WHAT IS EXPECTED: In the records below, some lines contain the word "PeerFailed". Copy each of them.

PROVIDED MATERIAL:
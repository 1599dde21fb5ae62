//! Peer filters — narrow a rollout to the nodes an operator asked for.
//!
//! Filters are plain predicates over `Peer`. They compose with `And`/`Or`,
//! and an empty `And` matches everything while an empty `Or` matches
//! nothing.

use std::collections::HashSet;
use std::net::IpAddr;

use regex::Regex;

use flotilla_core::Peer;

#[derive(Debug, Clone, Default)]
pub enum Filter {
    #[default]
    Always,
    Never,
    /// Peer name matches the pattern (unanchored, like `Regex::is_match`).
    Name(Regex),
    /// Peer address is one of these IPs. Ports are ignored.
    Ip(Vec<IpAddr>),
    /// Peer name is in the set.
    Peers(HashSet<String>),
    And(Vec<Filter>),
    Or(Vec<Filter>),
}

impl Filter {
    pub fn name(pattern: &str) -> Result<Self, regex::Error> {
        Ok(Filter::Name(Regex::new(pattern)?))
    }

    pub fn ip(ips: impl IntoIterator<Item = IpAddr>) -> Self {
        Filter::Ip(ips.into_iter().collect())
    }

    pub fn peers<S: Into<String>>(names: impl IntoIterator<Item = S>) -> Self {
        Filter::Peers(names.into_iter().map(Into::into).collect())
    }

    pub fn and(self, other: Filter) -> Self {
        match self {
            Filter::And(mut all) => {
                all.push(other);
                Filter::And(all)
            }
            first => Filter::And(vec![first, other]),
        }
    }

    pub fn or(self, other: Filter) -> Self {
        match self {
            Filter::Or(mut any) => {
                any.push(other);
                Filter::Or(any)
            }
            first => Filter::Or(vec![first, other]),
        }
    }

    pub fn matches(&self, peer: &Peer) -> bool {
        match self {
            Filter::Always => true,
            Filter::Never => false,
            Filter::Name(re) => re.is_match(&peer.name),
            Filter::Ip(ips) => ips.contains(&peer.addr.ip()),
            Filter::Peers(names) => names.contains(&peer.name),
            Filter::And(all) => all.iter().all(|f| f.matches(peer)),
            Filter::Or(any) => any.iter().any(|f| f.matches(peer)),
        }
    }

    /// Keep the peers that match, preserving order.
    pub fn apply(&self, peers: impl IntoIterator<Item = Peer>) -> Vec<Peer> {
        peers.into_iter().filter(|p| self.matches(p)).collect()
    }
}

#[cfg(test)]
mod tests {
    use super::*;
    use std::net::SocketAddr;

    fn peer(name: &str, last: u8) -> Peer {
        Peer::new(name, SocketAddr::from(([10, 0, 0, last], 7946)))
    }

    fn fleet() -> Vec<Peer> {
        vec![peer("web-1", 1), peer("web-2", 2), peer("db-1", 3)]
    }

    fn names(peers: &[Peer]) -> Vec<&str> {
        peers.iter().map(|p| p.name.as_str()).collect()
    }

    #[test]
    fn constants() {
        assert_eq!(Filter::Always.apply(fleet()).len(), 3);
        assert!(Filter::Never.apply(fleet()).is_empty());
        assert_eq!(Filter::default().apply(fleet()).len(), 3);
    }

    #[test]
    fn name_pattern() {
        let f = Filter::name("^web-").unwrap();
        assert_eq!(names(&f.apply(fleet())), vec!["web-1", "web-2"]);
        assert!(Filter::name("(").is_err());
    }

    #[test]
    fn ip_ignores_port() {
        let mut other_port = peer("db-1", 3);
        other_port.addr.set_port(1);
        let f = Filter::ip(["10.0.0.3".parse().unwrap()]);
        assert!(f.matches(&other_port));
        assert_eq!(names(&f.apply(fleet())), vec!["db-1"]);
    }

    #[test]
    fn composition() {
        let web = Filter::name("^web-").unwrap();
        let first = Filter::peers(["web-1", "db-1"]);

        assert_eq!(names(&web.clone().and(first.clone()).apply(fleet())), vec!["web-1"]);
        assert_eq!(names(&web.or(first).apply(fleet())), vec!["web-1", "web-2", "db-1"]);
        assert_eq!(Filter::And(vec![]).apply(fleet()).len(), 3);
        assert!(Filter::Or(vec![]).apply(fleet()).is_empty());
    }

    #[test]
    fn chained_and_flattens() {
        let f = Filter::Always.and(Filter::Always).and(Filter::Never);
        match &f {
            Filter::And(all) => assert_eq!(all.len(), 3),
            other => panic!("expected And, got {other:?}"),
        }
        assert!(!f.matches(&peer("web-1", 1)));
    }
}
//! Rollout controller — pushes one archive across the fleet in batches.
//!
//! ```text
//! members ─▶ eligible (alive, deployer, not lurker) ─▶ filter ─▶ sort by name
//!        ─▶ wait until no target is mid-deploy
//!        ─▶ for each batch: dispatch ─▶ wait for convergence (bounded)
//! ```
//!
//! By default a rollout is fail-fast: the first failed peer stops it and no
//! further batches are dispatched. With `ignore_failures` every batch runs
//! and failures are tallied.

use std::sync::Arc;
use std::sync::atomic::{AtomicUsize, Ordering};
use std::time::Duration;

use serde::Serialize;
use tokio::sync::{mpsc, watch};
use tracing::{debug, info, trace, warn};

use flotilla_cluster::Cluster;
use flotilla_core::{Archive, DeployId, DeployOptions, Peer, Stage};

use crate::coordinator::Admission;
use crate::error::{RolloutError, RolloutResult};
use crate::filter::Filter;
use crate::monitor::Monitor;
use crate::remote::Remote;
use crate::strategy::{Partitioner, batch_count, batches};

/// Result of one rollout.
#[derive(Debug, Clone, PartialEq, Eq, Serialize)]
pub struct RolloutSummary {
    pub archive: DeployId,
    /// Peers selected for the rollout.
    pub targets: usize,
    /// Peers that accepted the archive.
    pub dispatched: usize,
    pub failures: usize,
    /// Stopped early on a failure.
    pub halted: bool,
}

impl RolloutSummary {
    pub fn success(&self) -> bool {
        self.failures == 0
    }
}

#[derive(Debug, Default)]
struct BatchOutcome {
    dispatched: usize,
    failures: usize,
}

pub struct Rollout {
    remote: Arc<dyn Remote>,
    monitor: Monitor,
    filter: Filter,
}

impl Rollout {
    pub fn new(remote: Arc<dyn Remote>, monitor: Monitor) -> Self {
        Self {
            remote,
            monitor,
            filter: Filter::Always,
        }
    }

    pub fn with_filter(mut self, filter: Filter) -> Self {
        self.filter = filter;
        self
    }

    /// Peers this rollout would touch, in dispatch order.
    pub fn targets(&self, cluster: &dyn Cluster) -> Vec<Peer> {
        let eligible = cluster
            .members()
            .into_iter()
            .filter(|p| p.is_alive() && p.accepts_deploys());
        let mut targets = self.filter.apply(eligible);
        targets.sort_by(|a, b| a.name.cmp(&b.name));
        targets
    }

    /// Roll `archive` out to every target. Only cancellation is an error;
    /// peer failures are reported in the summary.
    pub async fn deploy(
        &self,
        cluster: &dyn Cluster,
        archive: &Archive,
        options: &DeployOptions,
        mut cancel: watch::Receiver<bool>,
    ) -> RolloutResult<RolloutSummary> {
        let targets = self.targets(cluster);
        let mut summary = RolloutSummary {
            archive: archive.id,
            targets: targets.len(),
            dispatched: 0,
            failures: 0,
            halted: false,
        };
        if targets.is_empty() {
            warn!(archive = %archive.id, "no eligible peers, nothing to roll out");
            return Ok(summary);
        }

        self.wait_idle(&targets, options.timeout, &mut cancel).await?;

        let size = options.concurrency.partition(targets.len());
        let total = batch_count(targets.len(), size);
        info!(
            archive = %archive.id,
            location = %archive.location,
            targets = targets.len(),
            batches = total,
            batch_size = size,
            ignore_failures = options.ignore_failures,
            "starting rollout"
        );

        for (index, range) in batches(targets.len(), &options.concurrency).into_iter().enumerate() {
            let batch = &targets[range];
            debug!(archive = %archive.id, batch = index + 1, total, peers = batch.len(), "dispatching batch");

            let outcome = self.run_batch(batch, archive, options, &mut cancel).await?;
            summary.dispatched += outcome.dispatched;
            summary.failures += outcome.failures;

            if outcome.failures > 0 && !options.ignore_failures {
                summary.halted = index + 1 < total || outcome.dispatched < batch.len();
                warn!(
                    archive = %archive.id,
                    batch = index + 1,
                    total,
                    failures = summary.failures,
                    "halting rollout after failure"
                );
                break;
            }
        }

        if summary.success() {
            info!(archive = %archive.id, dispatched = summary.dispatched, "rollout completed");
        } else {
            warn!(
                archive = %archive.id,
                dispatched = summary.dispatched,
                failures = summary.failures,
                halted = summary.halted,
                "rollout finished with failures"
            );
        }
        Ok(summary)
    }

    /// Wait until none of `targets` is running a deploy. Gives up quietly
    /// after `timeout`; busy peers will reject the dispatch instead.
    async fn wait_idle(
        &self,
        targets: &[Peer],
        timeout: Duration,
        cancel: &mut watch::Receiver<bool>,
    ) -> RolloutResult<()> {
        let (tx, rx) = mpsc::channel(targets.len().max(1));
        for peer in targets {
            let _ = tx.try_send(peer.clone());
        }
        drop(tx);

        let remote = &*self.remote;
        let check = move |peer: Peer| async move {
            match remote.check(&peer).await {
                Ok(Some(record)) if record.stage == Stage::Deploying => {
                    trace!(peer = %peer.name, archive = %record.archive.id, "peer busy");
                    Ok(Some(peer))
                }
                Ok(_) => Ok(None),
                Err(e) => {
                    debug!(peer = %peer.name, error = %e, "idle check failed");
                    Ok(None)
                }
            }
        };

        match tokio::time::timeout(timeout, self.monitor.wait(rx, check, cancel)).await {
            Ok(result) => result,
            Err(_) => {
                warn!(?timeout, "peers still busy with an earlier deploy, proceeding");
                Ok(())
            }
        }
    }

    async fn run_batch(
        &self,
        batch: &[Peer],
        archive: &Archive,
        options: &DeployOptions,
        cancel: &mut watch::Receiver<bool>,
    ) -> RolloutResult<BatchOutcome> {
        let fail_fast = !options.ignore_failures;
        let mut outcome = BatchOutcome::default();
        let mut accepted = Vec::with_capacity(batch.len());

        for peer in batch {
            match self.remote.deploy(peer, archive, options).await {
                Ok(Admission::Accepted) => {
                    debug!(peer = %peer.name, archive = %archive.id, "dispatched");
                    accepted.push(peer.clone());
                }
                Ok(Admission::Busy) => {
                    warn!(peer = %peer.name, archive = %archive.id, "peer busy with another deploy");
                    outcome.failures += 1;
                }
                Err(e) => {
                    warn!(peer = %peer.name, archive = %archive.id, error = %e, "dispatch failed");
                    outcome.failures += 1;
                }
            }
            if fail_fast && outcome.failures > 0 {
                break;
            }
        }
        outcome.dispatched = accepted.len();
        if (fail_fast && outcome.failures > 0) || accepted.is_empty() {
            return Ok(outcome);
        }

        let (tx, rx) = mpsc::channel(accepted.len());
        for peer in accepted {
            let _ = tx.try_send(peer);
        }
        drop(tx);

        let resolved = AtomicUsize::new(0);
        let failed = AtomicUsize::new(0);
        let (resolved_ref, failed_ref) = (&resolved, &failed);
        let remote = &*self.remote;
        let id = archive.id;

        let check = move |peer: Peer| async move {
            let failure = match remote.check(&peer).await {
                Ok(Some(record)) if record.archive.id == id => match record.stage {
                    Stage::Deploying => return Ok(Some(peer)),
                    Stage::Completed => {
                        resolved_ref.fetch_add(1, Ordering::SeqCst);
                        info!(peer = %peer.name, archive = %id, "peer deployed");
                        return Ok(None);
                    }
                    Stage::Failed => {
                        warn!(peer = %peer.name, archive = %id, "peer failed to deploy");
                        peer.name
                    }
                },
                // Not started on this archive yet.
                Ok(_) => return Ok(Some(peer)),
                Err(e) => {
                    warn!(peer = %peer.name, archive = %id, error = %e, "status check failed");
                    peer.name
                }
            };
            resolved_ref.fetch_add(1, Ordering::SeqCst);
            failed_ref.fetch_add(1, Ordering::SeqCst);
            if fail_fast {
                Err(RolloutError::PeerFailed(failure))
            } else {
                Ok(None)
            }
        };

        let wait = self.monitor.wait(rx, check, cancel);
        match tokio::time::timeout(options.timeout, wait).await {
            Ok(Ok(())) => {}
            Ok(Err(RolloutError::PeerFailed(peer))) => {
                debug!(%peer, archive = %id, "batch stopped on first failure");
            }
            Ok(Err(e)) => return Err(e),
            Err(_) => {
                let stuck = outcome.dispatched - resolved.load(Ordering::SeqCst);
                warn!(archive = %id, stuck, timeout = ?options.timeout, "batch did not converge in time");
                outcome.failures += stuck;
            }
        }
        outcome.failures += failed.load(Ordering::SeqCst);
        Ok(outcome)
    }
}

EXERCISE RESULT:
                Err(RolloutError::PeerFailed(failure))
            Ok(Err(RolloutError::PeerFailed(peer))) => {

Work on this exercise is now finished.